Al momento in Europa la fibra raggiunge solo il 64 per cento degli utenti e le reti 5G con prestazioni sufficienti a garantire l’adozione di tecnologie avanzate coprono poco più del 50 per cento delle zone abitate. Nell’ultimo anno inoltre l’adozione di intelligenza artificiale, cloud e big data da parte delle aziende europee è stata al di sotto dell’obiettivo del 75 per cento.

Se le tendenze attuali continueranno, entro il 2030 solo il 64 per cento delle aziende utilizzerà il cloud, il 50 per cento i big data e solo il 17 per cento l’intelligenza artificiale, ha avvertito la Commissione europea. Percentuali che si riflettono anche nelle competenze individuali, visto che soltanto il 56 per cento della popolazione dell’Ue possiede competenze digitali di base.

Proprio su questo punto pone ancora l’attenzione Roberto Viola, che sottolinea l’importanza di avanzare nelle conoscenze tech anche tra gli specialisti del settore. «Il rapporto contiene per la prima volta anche un’analisi dettagliata della situazione degli stati membri. Alcuni paesi sono più avanti di altri nel proprio cammino verso la transizione digitale», dice. «Questo ci fa pensare che dobbiamo fare tutti insieme di più».

Promossi e bocciati

Nelle tabelle di marcia nazionali gli stati membri propongono 1.623 misure finalizzate al raggiungimento degli obiettivi del decennio digitale, per un ammontare di 251,9 miliardi di euro di investimenti (di cui 168 miliardi di fondi pubblici). Le misure proposte si concentrano principalmente su semiconduttori, connettività e competenze digitali di base.

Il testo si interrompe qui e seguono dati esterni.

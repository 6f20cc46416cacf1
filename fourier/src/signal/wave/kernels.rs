//! Trait-first kernels for demo curve and pulse generation.

use crate::kernel::{ConfigError, ExecInvariantViolation, KernelLifecycle, Read1D, Write1D};
use crate::signal::traits::{CurveGenerate2D, Pulse1D};
use nalgebra::RealField;

fn all_finite<F: RealField + Copy>(values: &[F]) -> bool {
    values.iter().all(|v| v.is_finite())
}

fn curve_into<F, K, I, OX, OY>(
    kernel: &K,
    theta: &I,
    x: &mut OX,
    y: &mut OY,
) -> Result<(), ExecInvariantViolation>
where
    F: Copy,
    K: Fn(F) -> (F, F),
    I: Read1D<F> + ?Sized,
    OX: Write1D<F> + ?Sized,
    OY: Write1D<F> + ?Sized,
{
    let theta = theta.read_slice().map_err(ExecInvariantViolation::from)?;
    let x = x.write_slice_mut().map_err(ExecInvariantViolation::from)?;
    if x.len() != theta.len() {
        return Err(ExecInvariantViolation::LengthMismatch {
            arg: "x",
            expected: theta.len(),
            got: x.len(),
        });
    }
    let y = y.write_slice_mut().map_err(ExecInvariantViolation::from)?;
    if y.len() != theta.len() {
        return Err(ExecInvariantViolation::LengthMismatch {
            arg: "y",
            expected: theta.len(),
            got: y.len(),
        });
    }
    for ((t, x), y) in theta.iter().zip(x.iter_mut()).zip(y.iter_mut()) {
        (*x, *y) = kernel(*t);
    }
    Ok(())
}

fn curve_alloc<F, K, I>(kernel: &K, theta: &I) -> Result<(Vec<F>, Vec<F>), ExecInvariantViolation>
where
    F: Copy,
    K: Fn(F) -> (F, F),
    I: Read1D<F> + ?Sized,
{
    let theta = theta.read_slice().map_err(ExecInvariantViolation::from)?;
    Ok(theta.iter().map(|t| kernel(*t)).unzip())
}

/// Constructor config for [`HatKernel`].
#[derive(Debug, Clone, Copy, PartialEq, Eq)]
pub struct HatConfig {
    /// Leading zeros.
    pub n1: usize,
    /// Ones in the pulse.
    pub n2: usize,
    /// Trailing zeros.
    pub n3: usize,
}

/// Rectangular pulse generator: `n1` zeros, `n2` ones, `n3` zeros.
#[derive(Debug, Clone, Copy, PartialEq, Eq)]
pub struct HatKernel {
    n1: usize,
    n2: usize,
    n3: usize,
}

impl HatKernel {
    /// Total number of samples.
    pub fn len(&self) -> usize {
        self.n1 + self.n2 + self.n3
    }

    /// Always false; construction rejects empty pulses.
    pub fn is_empty(&self) -> bool {
        self.len() == 0
    }

    pub(super) fn fill<F: RealField + Copy>(&self, out: &mut [F]) {
        for (i, v) in out.iter_mut().enumerate() {
            *v = if (self.n1..self.n1 + self.n2).contains(&i) {
                F::one()
            } else {
                F::zero()
            };
        }
    }
}

impl KernelLifecycle for HatKernel {
    type Config = HatConfig;

    fn try_new(config: Self::Config) -> Result<Self, ConfigError> {
        let total = config
            .n1
            .checked_add(config.n2)
            .and_then(|n| n.checked_add(config.n3));
        match total {
            None => Err(ConfigError::InvalidArgument {
                arg: "n1 + n2 + n3",
                reason: "pulse length overflows usize",
            }),
            Some(0) => Err(ConfigError::InvalidArgument {
                arg: "n1 + n2 + n3",
                reason: "pulse must have at least one sample",
            }),
            Some(_) => Ok(Self {
                n1: config.n1,
                n2: config.n2,
                n3: config.n3,
            }),
        }
    }
}

impl<F> Pulse1D<F> for HatKernel
where
    F: RealField + Copy,
{
    fn run_into<O>(&self, out: &mut O) -> Result<(), ExecInvariantViolation>
    where
        O: Write1D<F> + ?Sized,
    {
        let out = out
            .write_slice_mut()
            .map_err(ExecInvariantViolation::from)?;
        if out.len() != self.len() {
            return Err(ExecInvariantViolation::LengthMismatch {
                arg: "out",
                expected: self.len(),
                got: out.len(),
            });
        }
        self.fill(out);
        Ok(())
    }

    fn run_alloc(&self) -> Result<Vec<F>, ExecInvariantViolation> {
        let mut out = vec![F::zero(); self.len()];
        self.fill(&mut out);
        Ok(out)
    }
}

/// Constructor config for [`LissajousKernel`].
///
/// `x = A·sin(a·θ + δ)`, `y = B·sin(b·θ)`. The figure is most sensitive to the
/// ratio `a / b`.
#[derive(Debug, Clone, Copy, PartialEq)]
pub struct LissajousConfig<F> {
    /// `A`, the horizontal amplitude.
    pub x_amplitude: F,
    /// `B`, the vertical amplitude.
    pub y_amplitude: F,
    /// Horizontal angular frequency.
    pub a: F,
    /// Vertical angular frequency.
    pub b: F,
    /// Horizontal phase shift.
    pub delta: F,
}

/// Trait-first Lissajous curve generator.
#[derive(Debug, Clone, Copy, PartialEq)]
pub struct LissajousKernel<F> {
    config: LissajousConfig<F>,
}

impl<F> LissajousKernel<F>
where
    F: RealField + Copy,
{
    pub(super) fn sample(&self, theta: F) -> (F, F) {
        let c = &self.config;
        (
            c.x_amplitude * (c.a * theta + c.delta).sin(),
            c.y_amplitude * (c.b * theta).sin(),
        )
    }
}

impl<F> KernelLifecycle for LissajousKernel<F>
where
    F: RealField + Copy,
{
    type Config = LissajousConfig<F>;

    fn try_new(config: Self::Config) -> Result<Self, ConfigError> {
        let c = &config;
        if !all_finite(&[c.x_amplitude, c.y_amplitude, c.a, c.b, c.delta]) {
            return Err(ConfigError::InvalidArgument {
                arg: "lissajous",
                reason: "amplitudes, frequencies and phase must be finite",
            });
        }
        Ok(Self { config })
    }
}

impl<F> CurveGenerate2D<F> for LissajousKernel<F>
where
    F: RealField + Copy,
{
    fn run_into<I, OX, OY>(
        &self,
        theta: &I,
        x: &mut OX,
        y: &mut OY,
    ) -> Result<(), ExecInvariantViolation>
    where
        I: Read1D<F> + ?Sized,
        OX: Write1D<F> + ?Sized,
        OY: Write1D<F> + ?Sized,
    {
        curve_into::<F, _, _, _, _>(&|t| self.sample(t), theta, x, y)
    }

    fn run_alloc<I>(&self, theta: &I) -> Result<(Vec<F>, Vec<F>), ExecInvariantViolation>
    where
        I: Read1D<F> + ?Sized,
    {
        curve_alloc::<F, _, _>(&|t| self.sample(t), theta)
    }
}

/// Constructor config for [`HarmonographKernel`].
///
/// Four damped pendulums, two per axis:
///
/// ```text
/// x = A₀·sin(f₀θ + p₀)·e^(-d₀θ) + A₁·sin(f₁θ + p₁)·e^(-d₁θ)
/// y = A₂·sin(f₂θ + p₂)·e^(-d₂θ) + A₃·sin(f₃θ + p₃)·e^(-d₃θ)
/// ```
#[derive(Debug, Clone, Copy, PartialEq)]
pub struct HarmonographConfig<F> {
    /// Pendulum amplitudes.
    pub amplitudes: [F; 4],
    /// Pendulum angular frequencies.
    pub frequencies: [F; 4],
    /// Pendulum phase shifts.
    pub phases: [F; 4],
    /// Exponential decay rates, `>= 0`.
    pub decays: [F; 4],
}

/// Trait-first harmonograph curve generator.
#[derive(Debug, Clone, Copy, PartialEq)]
pub struct HarmonographKernel<F> {
    config: HarmonographConfig<F>,
}

impl<F> HarmonographKernel<F>
where
    F: RealField + Copy,
{
    fn pendulum(&self, i: usize, theta: F) -> F {
        let c = &self.config;
        c.amplitudes[i] * (c.frequencies[i] * theta + c.phases[i]).sin() * (-c.decays[i] * theta).exp()
    }

    pub(super) fn sample(&self, theta: F) -> (F, F) {
        (
            self.pendulum(0, theta) + self.pendulum(1, theta),
            self.pendulum(2, theta) + self.pendulum(3, theta),
        )
    }
}

impl<F> KernelLifecycle for HarmonographKernel<F>
where
    F: RealField + Copy,
{
    type Config = HarmonographConfig<F>;

    fn try_new(config: Self::Config) -> Result<Self, ConfigError> {
        let c = &config;
        if !(all_finite(&c.amplitudes) && all_finite(&c.frequencies) && all_finite(&c.phases)) {
            return Err(ConfigError::InvalidArgument {
                arg: "harmonograph",
                reason: "amplitudes, frequencies and phases must be finite",
            });
        }
        if !all_finite(&c.decays) || c.decays.iter().any(|d| *d < F::zero()) {
            return Err(ConfigError::InvalidArgument {
                arg: "decays",
                reason: "decay rates must be finite and >= 0",
            });
        }
        Ok(Self { config })
    }
}

impl<F> CurveGenerate2D<F> for HarmonographKernel<F>
where
    F: RealField + Copy,
{
    fn run_into<I, OX, OY>(
        &self,
        theta: &I,
        x: &mut OX,
        y: &mut OY,
    ) -> Result<(), ExecInvariantViolation>
    where
        I: Read1D<F> + ?Sized,
        OX: Write1D<F> + ?Sized,
        OY: Write1D<F> + ?Sized,
    {
        curve_into::<F, _, _, _, _>(&|t| self.sample(t), theta, x, y)
    }

    fn run_alloc<I>(&self, theta: &I) -> Result<(Vec<F>, Vec<F>), ExecInvariantViolation>
    where
        I: Read1D<F> + ?Sized,
    {
        curve_alloc::<F, _, _>(&|t| self.sample(t), theta)
    }
}

#[cfg(test)]
mod tests {
    use super::*;
    use approx::assert_abs_diff_eq;
    use core::f64::consts::{FRAC_PI_2, PI};

    #[test]
    fn hat_kernel_places_ones_between_zero_runs() {
        let kernel = HatKernel::try_new(HatConfig { n1: 2, n2: 3, n3: 1 }).expect("valid config");
        let pulse: Vec<f64> = kernel.run_alloc().expect("kernel should run");
        assert_eq!(pulse, vec![0.0, 0.0, 1.0, 1.0, 1.0, 0.0]);

        let mut short = [0.0f32; 5];
        let err = Pulse1D::<f32>::run_into(&kernel, &mut short)
            .expect_err("mismatched output length should error");
        assert!(matches!(err, ExecInvariantViolation::LengthMismatch { .. }));
    }

    #[test]
    fn hat_kernel_rejects_empty_pulse() {
        assert!(HatKernel::try_new(HatConfig { n1: 0, n2: 0, n3: 0 }).is_err());
        assert!(HatKernel::try_new(HatConfig {
            n1: usize::MAX,
            n2: 1,
            n3: 0,
        })
        .is_err());
    }

    #[test]
    fn lissajous_kernel_matches_closed_form() {
        let kernel = LissajousKernel::try_new(LissajousConfig {
            x_amplitude: 3.0,
            y_amplitude: 2.0,
            a: 1.0,
            b: 3.0,
            delta: FRAC_PI_2,
        })
        .expect("valid config");
        let theta = [0.0, 0.25 * PI, 0.5 * PI, PI];
        let (x, y) = kernel.run_alloc(&theta).expect("kernel should run");
        for ((t, x), y) in theta.iter().zip(x.iter()).zip(y.iter()) {
            assert_abs_diff_eq!(*x, 3.0 * t.cos(), epsilon = 1e-12);
            assert_abs_diff_eq!(*y, 2.0 * (3.0 * t).sin(), epsilon = 1e-12);
        }
    }

    #[test]
    fn lissajous_kernel_rejects_non_finite_parameters() {
        let err = LissajousKernel::try_new(LissajousConfig {
            x_amplitude: f64::NAN,
            y_amplitude: 1.0,
            a: 1.0,
            b: 1.0,
            delta: 0.0,
        })
        .expect_err("nan amplitude");
        assert!(matches!(err, ConfigError::InvalidArgument { .. }));
    }

    fn demo_harmonograph() -> HarmonographConfig<f64> {
        HarmonographConfig {
            amplitudes: [2.0, 6.0, 1.2, 3.0],
            frequencies: [2.0, 6.0, 1.0, 2.0],
            phases: [PI / 16.0, PI / 2.0, PI / 16.0, PI],
            decays: [0.02, 0.0315, 0.02, 0.02],
        }
    }

    #[test]
    fn harmonograph_kernel_decays_towards_origin() {
        let kernel = HarmonographKernel::try_new(demo_harmonograph()).expect("valid config");
        let (x0, y0) = kernel.sample(0.0);
        assert_abs_diff_eq!(x0, 2.0 * (PI / 16.0).sin() + 6.0, epsilon = 1e-12);
        assert_abs_diff_eq!(y0, 1.2 * (PI / 16.0).sin(), epsilon = 1e-12);

        let theta: Vec<f64> = (0..2000).map(|i| i as f64 * 0.5).collect();
        let mut x = vec![0.0; theta.len()];
        let mut y = vec![0.0; theta.len()];
        kernel
            .run_into(&theta, &mut x, &mut y)
            .expect("run_into should succeed");
        let envelope = 2.0 + 6.0;
        assert!(x.iter().all(|v| v.abs() <= envelope));
        assert!(x[1999].abs() < 1e-6 && y[1999].abs() < 1e-6);
    }

    #[test]
    fn harmonograph_kernel_rejects_negative_decay() {
        let mut config = demo_harmonograph();
        config.decays[2] = -0.1;
        let err = HarmonographKernel::try_new(config).expect_err("negative decay");
        assert_eq!(
            err,
            ConfigError::InvalidArgument {
                arg: "decays",
                reason: "decay rates must be finite and >= 0",
            }
        );
    }

    #[test]
    fn curve_run_into_checks_both_outputs() {
        let kernel = HarmonographKernel::try_new(demo_harmonograph()).expect("valid config");
        let theta = [0.0, 1.0, 2.0];
        let mut x = [0.0; 3];
        let mut y = [0.0; 2];
        let err = kernel
            .run_into(&theta, &mut x, &mut y)
            .expect_err("short y should error");
        assert_eq!(
            err,
            ExecInvariantViolation::LengthMismatch {
                arg: "y",
                expected: 3,
                got: 2,
            }
        );
    }
}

Se per esempio Italia, Austria e Grecia sono allineate sulle risorse destinate alla transizione digitale, potendo contare su circa il 25 per cento dell’ammontare del proprio piano di ripresa e resilienza, in Romania, nonostante i fondi stanziati, solo il 59 per cento della popolazione ritiene che la digitalizzazione dei servizi pubblici e privati faciliti la loro vita.

Si tratta di uno dei punteggi più bassi dell’Ue, molto al di sotto della media europea del 73 per cento secondo il sondaggio condotto da Eurobarometro. In Svezia invece il principale punto di forza è rappresentato dai professionisti in campo digitale, unito a infrastrutture ben sviluppate nella maggior parte del paese tali da renderla una dei leader globali del mercato. A questo si aggiunge anche il dato eloquente sull’introduzione nazionale del 5G, che è passato dal 21 al 90 per cento di copertura domestica rispetto all’anno precedente.

Entro il 2030 si prevede che l’Unione europea avrà 20 milioni di specialisti tech occupati, supportando con convinzione anche il coinvolgimento delle donne nelle materie stem. «L’Ue si è dotata di un quadro politico e legislativo che punta a garantire l’innovazione senza sacrificare il rispetto dei diritti fondamentali», conclude Viola. «Ora è il momento di attuare questa visione».